[Your task] Transcribe verbatim the span of lines that opens with the line containing "state.spawn_enrichment();" and closes with the last line of the data below.

[Data provided]
//! Oncotarget Web Server
//!
//! Run with: cargo run -p oncotarget-web

use std::net::SocketAddr;
use std::sync::Arc;

use anyhow::Context;
use oncotarget_common::Config;
use tracing::info;
use tracing_subscriber::EnvFilter;

#[tokio::main]
async fn main() -> anyhow::Result<()> {
    dotenvy::dotenv().ok();

    // Initialize tracing
    tracing_subscriber::fmt()
        .with_env_filter(
            EnvFilter::try_from_default_env()
                .unwrap_or_else(|_| EnvFilter::new("oncotarget=debug,info")),
        )
        .init();

    info!("Starting Oncotarget Web Server...");
    info!("Version: {}", env!("CARGO_PKG_VERSION"));

    let config = Config::load_or_default()?;

    // Create app state
    let state = Arc::new(oncotarget_web::state::AppState::from_config(&config)?);
    info!("{} targets loaded", state.seeds.len());

    if config.enrichment.enrich_on_startup {
        state.spawn_enrichment();
    } else {
        info!("Startup enrichment disabled; POST /api/refresh to populate the table");
    }

    // Build router
    let app = oncotarget_web::router::build_router(state, &config.server.static_dir);

    let addr: SocketAddr = config
        .server
        .bind
        .parse()
        .with_context(|| format!("invalid server.bind address: {}", config.server.bind))?;
    info!("🚀 Server listening on http://{}", addr);

    let listener = tokio::net::TcpListener::bind(addr).await?;
    axum::serve(listener, app).await?;

    Ok(())
}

[Expected output]
        state.spawn_enrichment();
    } else {
        info!("Startup enrichment disabled; POST /api/refresh to populate the table");
    }

    // Build router
    let app = oncotarget_web::router::build_router(state, &config.server.static_dir);

    let addr: SocketAddr = config
        .server
        .bind
        .parse()
        .with_context(|| format!("invalid server.bind address: {}", config.server.bind))?;
    info!("🚀 Server listening on http://{}", addr);

    let listener = tokio::net::TcpListener::bind(addr).await?;
    axum::serve(listener, app).await?;

    Ok(())
}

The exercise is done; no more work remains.